他從約瑟時代起就擔任高級弟子,因此在突髮狀況下,他總能展現出比其他人更豐富的經驗。

比如,就像現在這樣的情形。

「這裡是……秘密安全屋嗎?」

「是的,這是主……約瑟建造的地方,待在這裡會很安全。」

奧利弗環顧四周。

位於普通住宅區中央的這棟建築看起來還算可以,似乎定期進行了維護。

「這是約瑟為了防備可能的襲擊或聖騎士而準備的地方。除了我們之外,沒有人知道這裡。」

奧利弗點了點頭表示明白,然後問瑪麗和彼得是否都跟上了。

瑪麗回答道。

「一、二、三……是的!我們所有人都跟來了。」

「我們這邊也全都跟來了。」

聽完瑪麗和彼得的報告後,奧利弗命令大家各自找房間安頓下來,放下行李休息。

說實話,這是第一次遇到這樣的緊急情況,所以真的不知道該做些什麼。

最多也就是按照藥劑師的建議儘快收拾行李,並根據高級弟子的建議做好準備,除此之外也沒什麼好做的。

「 螢火蟲到底是什麼?」

「是聖騎士。」

「啊?」

「是聖騎士。帕特爾教創造的神之騎士。」

奧利弗歪了歪頭。

帕特爾教,神……他曾經聽說過。

礦場的監督官們偶爾會提起,每次看到像奧利弗這樣的孩子時,他們都會說你們沒有受到神的祝福,會下地獄的。

雖然知道情況相當緊急,但奧利弗還是忍不住好奇。

「帕特爾教是什麼,聖騎士又是什麼,神又是什麼?具體一點?」

高級弟子的臉上露出了困惑的表情。

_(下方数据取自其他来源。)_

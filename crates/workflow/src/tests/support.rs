//! In-process fakes for workflow scenarios.

use std::sync::atomic::{AtomicUsize, Ordering};
use std::sync::{Arc, Mutex};

use arag_core::{AppError, AppResult, WorkflowSettings};
use arag_knowledge::embeddings::providers::mock::MockProvider;
use arag_knowledge::{
    Document, EvidenceStore, LlmTopicExtractor, StoreConfig, WebResult, WebSearcher,
};
use arag_llm::{LlmClient, LlmRequest, LlmResponse};
use arag_prompt::PromptLibrary;
use async_trait::async_trait;
use tempfile::TempDir;

use crate::engine::WorkflowEngine;
use crate::prompting::{ModelNames, PromptRunner};

// Phrases that identify each built-in prompt
pub const ROUTER: &str = "expert at routing";
pub const RELEVANCE: &str = "relevance of a retrieved document";
pub const GROUNDED: &str = "grounded in / supported by";
pub const USEFUL: &str = "useful to resolve";
pub const REWRITE: &str = "question re-writer";
pub const EXPAND: &str = "different versions of the";
pub const GENERATE: &str = "helpful and conversational assistant";
pub const TOPICS: &str = "Extract ONLY the main topics";

type Responder = Box<dyn Fn(&str) -> String + Send + Sync>;

/// Language model that answers from a script keyed on prompt text.
pub struct ScriptedLlm {
    rules: Vec<(&'static str, Responder)>,
    calls: Mutex<Vec<&'static str>>,
    prompts: Mutex<Vec<String>>,
}

impl ScriptedLlm {
    pub fn new() -> Self {
        Self {
            rules: Vec::new(),
            calls: Mutex::new(Vec::new()),
            prompts: Mutex::new(Vec::new()),
        }
    }

    /// Always reply `reply` to prompts containing `phrase`.
    pub fn on(self, phrase: &'static str, reply: &'static str) -> Self {
        self.on_fn(phrase, move |_| reply.to_string())
    }

    /// Reply with each of `replies` in turn, repeating the last one.
    pub fn on_seq(self, phrase: &'static str, replies: Vec<&'static str>) -> Self {
        let next = AtomicUsize::new(0);
        self.on_fn(phrase, move |_| {
            let i = next.fetch_add(1, Ordering::SeqCst).min(replies.len() - 1);
            replies[i].to_string()
        })
    }

    /// Compute the reply from the rendered prompt.
    pub fn on_fn(
        mut self,
        phrase: &'static str,
        reply: impl Fn(&str) -> String + Send + Sync + 'static,
    ) -> Self {
        self.rules.push((phrase, Box::new(reply)));
        self
    }

    /// Number of calls whose prompt matched `phrase`.
    pub fn calls(&self, phrase: &str) -> usize {
        self.calls
            .lock()
            .unwrap()
            .iter()
            .filter(|p| **p == phrase)
            .count()
    }

    /// Rendered prompts that matched `phrase`, in call order.
    pub fn prompts_for(&self, phrase: &str) -> Vec<String> {
        self.prompts
            .lock()
            .unwrap()
            .iter()
            .filter(|p| p.contains(phrase))
            .cloned()
            .collect()
    }
}

#[async_trait]
impl LlmClient for ScriptedLlm {
    fn provider_name(&self) -> &str {
        "scripted"
    }

    async fn complete(&self, request: &LlmRequest) -> AppResult<LlmResponse> {
        self.prompts.lock().unwrap().push(request.prompt.clone());

        for (phrase, reply) in &self.rules {
            if request.prompt.contains(phrase) {
                self.calls.lock().unwrap().push(*phrase);
                return Ok(LlmResponse::text(reply(&request.prompt), request.model.clone()));
            }
        }

        Err(AppError::Llm(format!(
            "No scripted reply for prompt: {}",
            request.prompt.lines().next().unwrap_or_default()
        )))
    }
}

/// Web searcher returning canned snippets.
pub struct StubSearcher {
    results: Vec<&'static str>,
    pub calls: AtomicUsize,
}

impl StubSearcher {
    pub fn new(results: Vec<&'static str>) -> Arc<Self> {
        Arc::new(Self {
            results,
            calls: AtomicUsize::new(0),
        })
    }
}

#[async_trait]
impl WebSearcher for StubSearcher {
    async fn search(&self, _query: &str, top_k: usize) -> AppResult<Vec<WebResult>> {
        self.calls.fetch_add(1, Ordering::SeqCst);
        Ok(self
            .results
            .iter()
            .take(top_k)
            .map(|content| WebResult {
                content: content.to_string(),
                url: None,
            })
            .collect())
    }
}

pub const WHALE_TEXT: &str = "Whales are big and blue and live in the ocean.";

/// Engine wired to a scripted model, a temporary evidence store, and an
/// optional stub web searcher.
pub struct Harness {
    pub engine: WorkflowEngine,
    pub llm: Arc<ScriptedLlm>,
    pub store: Arc<EvidenceStore>,
    _dir: TempDir,
}

pub struct HarnessBuilder {
    llm: ScriptedLlm,
    documents: Vec<Document>,
    web: Option<Arc<StubSearcher>>,
    settings: WorkflowSettings,
}

impl HarnessBuilder {
    pub fn new(llm: ScriptedLlm) -> Self {
        Self {
            llm,
            documents: Vec::new(),
            web: None,
            settings: WorkflowSettings::default(),
        }
    }

    pub fn document(mut self, text: &str, provenance: &str) -> Self {
        self.documents.push(Document::new(text, provenance));
        self
    }

    pub fn web(mut self, searcher: Arc<StubSearcher>) -> Self {
        self.web = Some(searcher);
        self
    }

    pub fn max_hops(mut self, max_hops: u32) -> Self {
        self.settings.max_hops = max_hops;
        self
    }

    pub async fn build(self) -> Harness {
        let dir = TempDir::new().unwrap();
        let llm = Arc::new(self.llm);
        let prompts = Arc::new(PromptLibrary::builtin().unwrap());

        let extractor = LlmTopicExtractor::new(
            llm.clone(),
            prompts.clone(),
            "mistral",
            self.settings.max_parse_attempts,
        );
        let store = EvidenceStore::open(
            StoreConfig::new(dir.path().join("index.sqlite")),
            Arc::new(MockProvider::new(256)),
        )
        .await
        .unwrap()
        .with_topic_extractor(Arc::new(extractor));

        if !self.documents.is_empty() {
            store.add(&self.documents).await.unwrap();
        }
        let store = Arc::new(store);

        let runner = PromptRunner::new(
            llm.clone(),
            prompts,
            ModelNames::new("deepseek-r1:7b", "mistral"),
            self.settings.max_parse_attempts,
        );
        let mut engine = WorkflowEngine::new(runner, store.clone(), self.settings);
        if let Some(web) = self.web {
            engine = engine.with_web_search(web, 3);
        }

        Harness {
            engine,
            llm,
            store,
            _dir: dir,
        }
    }
}

/// Script for a question the index covers: every grader says yes.
pub fn whale_script() -> ScriptedLlm {
    ScriptedLlm::new()
        .on(TOPICS, r#"{"topics": ["whales", "ocean"]}"#)
        .on_fn(ROUTER, |prompt| {
            if prompt.contains("questions regarding ocean, whales") {
                r#"{"datasource": "vectorstore"}"#.to_string()
            } else {
                r#"{"datasource": "direct"}"#.to_string()
            }
        })
        .on(EXPAND, r#"{"queries": ["Describe whales", "Tell me about whales"]}"#)
        .on(RELEVANCE, r#"{"score": "yes"}"#)
        .on(
            GENERATE,
            "<think>\nThe context says whales are big.\n</think>\nWhales are big blue animals that live in the ocean.",
        )
        .on(GROUNDED, r#"{"score": "yes"}"#)
        .on(USEFUL, r#"{"score": "yes"}"#)
}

就像看到一個孩子在問太陽是什麼,水是什麼一樣的難以理解。

「呃……那個……就是說……」

看來他也不太會解釋。

了解了情況的奧利弗說沒事,並命令大家休息。

「主人?」

當上級弟子結束後,奧利弗也準備休息時,瑪麗悄悄地走了過來。

「嗯?瑪麗。有什麼事嗎?」

「這樣真的可以嗎?」

「什麼?」

「那個,那個…。按照藥師說的,因為急著逃跑,所以錢和書籍都沒能帶多少,不是嗎?」

這是事實。一收到[螢火蟲來了,大家快逃]的紙條,奧利弗就命令大家收拾最少的行李逃跑。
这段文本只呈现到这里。